Her note to Kiraly went something like this: "This is what I can do. Let me show you. I want another chance, but to earn it. I want to earn it."
"It was a risk because from what I heard nobody was allowed to come back who hadn't been in this gym for this quad," Crimes said at the team's Orange County training center. "I'm very glad I did. I thought about it for a while. I was scared to get rejected. But I would rather say I did it than not at all."
Kiraly wrote back thanking her for reaching out but with no guarantee except that he would think about it. Previously, Crimes hadn't shown enough progress to stick on the U.S. team, and Kiraly opted to develop some young middle blockers instead.
Yet U.S. assistant coach Jamie Morrison was coaching in Turkey and already had an up-close view of the strides Crimes made in all aspects of her game. He called Kiraly and mentioned they might consider bringing her in.
"She spent those four years getting better," Morrison said. "We value that."
Kiraly traveled to Turkey to see her play himself, too. And with Tori Dixon's left knee injury that required reconstructive ACL surgery, there was wiggle room on the roster. In February, technical coordinator and analytics guru Joe Trinsey spent about 10 hours evaluating Crimes and how her overseas play could translate to the national team.

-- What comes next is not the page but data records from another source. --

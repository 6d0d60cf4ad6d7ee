use crate::types::CapabilityDescriptor;
use async_trait::async_trait;
use serde_json::{Value, json};
use std::collections::HashMap;
use std::sync::Arc;
use std::sync::atomic::{AtomicU64, Ordering};
use std::time::Duration;
use tokio::io::{
    AsyncBufReadExt, AsyncRead, AsyncWrite, AsyncWriteExt, BufReader, BufWriter,
};
use tokio::net::TcpStream;
use tokio::process::{ChildStdin, ChildStdout};
use tokio::sync::{Mutex as AsyncMutex, oneshot};
use tokio::time::timeout;
use thiserror::Error;
use tracing::{debug, warn};

pub const PROTOCOL_VERSION: &str = "2025-06-18";

const METHOD_NOT_FOUND: i64 = -32601;

#[derive(Debug, Error)]
pub enum SessionError {
    #[error("backend '{backend}' connection failed: {message}")]
    Connection { backend: String, message: String },
    #[error("backend '{backend}' protocol error: {message}")]
    Protocol { backend: String, message: String },
    #[error("backend '{backend}' did not answer '{capability}' within {timeout_ms}ms")]
    InvocationTimeout {
        backend: String,
        capability: String,
        timeout_ms: u64,
    },
    #[error("backend '{backend}' does not expose capability '{capability}'")]
    UnknownCapability { backend: String, capability: String },
    #[error("backend '{backend}' returned error {code}: {message}")]
    Rpc {
        backend: String,
        code: i64,
        message: String,
    },
    #[error("backend '{backend}' sent invalid JSON: {source}")]
    InvalidJson {
        backend: String,
        #[source]
        source: serde_json::Error,
    },
    #[error("session for backend '{backend}' is closed")]
    Closed { backend: String },
}

impl SessionError {
    /// Connection failures are retryable once the backend's readiness window
    /// has elapsed; everything else is not.
    pub fn is_retryable(&self) -> bool {
        matches!(self, SessionError::Connection { .. })
    }
}

#[derive(Debug, Clone, Copy, PartialEq, Eq)]
pub enum SessionState {
    Unconnected,
    Initializing,
    Ready,
    Closed,
}

/// The channel a session runs over. Stdio pipes come from a launched
/// `BackendProcess`; TCP endpoints are dialled here.
pub enum SessionTransport {
    Stdio {
        stdin: ChildStdin,
        stdout: ChildStdout,
    },
    Tcp {
        host: String,
        port: u16,
    },
}

/// The seam the registry invokes capabilities through. `Session` is the
/// production implementation; tests substitute scripted fakes.
#[async_trait]
pub trait CapabilityInvoker: Send + Sync {
    fn backend(&self) -> &str;

    async fn list_capabilities(&self) -> Result<Vec<CapabilityDescriptor>, SessionError>;

    async fn invoke(&self, capability: &str, arguments: Value)
    -> Result<Value, SessionError>;
}

type BoxedWriter = BufWriter<Box<dyn AsyncWrite + Send + Unpin>>;

/// The live, initialized protocol channel to one backend. Exclusively owns
/// its read/write halves; requests on one session are serialized, sessions
/// on distinct backends proceed in parallel.
pub struct Session {
    inner: Arc<SessionInner>,
}

struct SessionInner {
    backend: String,
    invoke_timeout: Duration,
    state: AsyncMutex<SessionState>,
    writer: AsyncMutex<Option<BoxedWriter>>,
    pending: AsyncMutex<HashMap<String, oneshot::Sender<Result<Value, SessionError>>>>,
    // Serializes request/response exchanges so concurrent invocations never
    // interleave on the channel.
    gate: AsyncMutex<()>,
    id_counter: AtomicU64,
}

impl std::fmt::Debug for Session {
    fn fmt(&self, f: &mut std::fmt::Formatter<'_>) -> std::fmt::Result {
        f.debug_struct("Session")
            .field("backend", &self.inner.backend)
            .finish_non_exhaustive()
    }
}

Still, it's a rarity to have someone join the team this late in the four-year Olympic cycle. Enough so that Kiraly reached out to his four-player leadership council of Thompson, game captain Christa Dietzen, Alisha Glass and Tamari Miyashiro to run the idea by them, even if the decision was ultimately his to make. Kiraly values the feedback from his "WNT Assassins" as they're known and didn't want to disrupt any chemistry this group established in recent months beginning before its Olympic qualifier at Lincoln, Nebraska, in January.
"It's a story about determination," said Kiraly, who has 12 spots for the Rio squad. "It forced her to go back to ground zero. Now, she would probably say she was grateful for, while wanting to be in here, not being given the chance to be in here. It's pretty hard to improve on your own and she figured out a way to do it. That earned her the right to be in here."
Often grinning, Crimes already is putting up memorable blocking performances, like the 11 she recorded in last Friday's scrimmage — when a typical strong outing is five blocks per match.
Crimes, who turns 30 on June 12, improved by picking a different volleyball topic every week and studying it. She examined video of top players and of herself. When her Turkish team stopped filming practices, she asked the athletic trainer to shoot action of her on her phone.
"That takes a lot of courage. She earned the right to be in this gym," Dietzen said. "Pretty awesome story of someone being disciplined."
One plus for Crimes is she has known many of her new-but-old teammates since she was 16. That also gave Kiraly and his staff more confidence it could work out.
"We're a family here, and of course we'd welcome anyone, but I don't think it's easy to come in this late," Thompson said. "To fit in as well as she has is a testament to the work she's done on her own and just the type of person she is. Everybody likes Lex, everyone likes playing with her. She makes these huge plays and she turns around like she's a 6-year-old and surprised by it, smiling, 'Oh, I just stuffed someone.' It's really joyful enthusiasm around her playing, which is really fun. She's so humble. Everyone's rooting for her."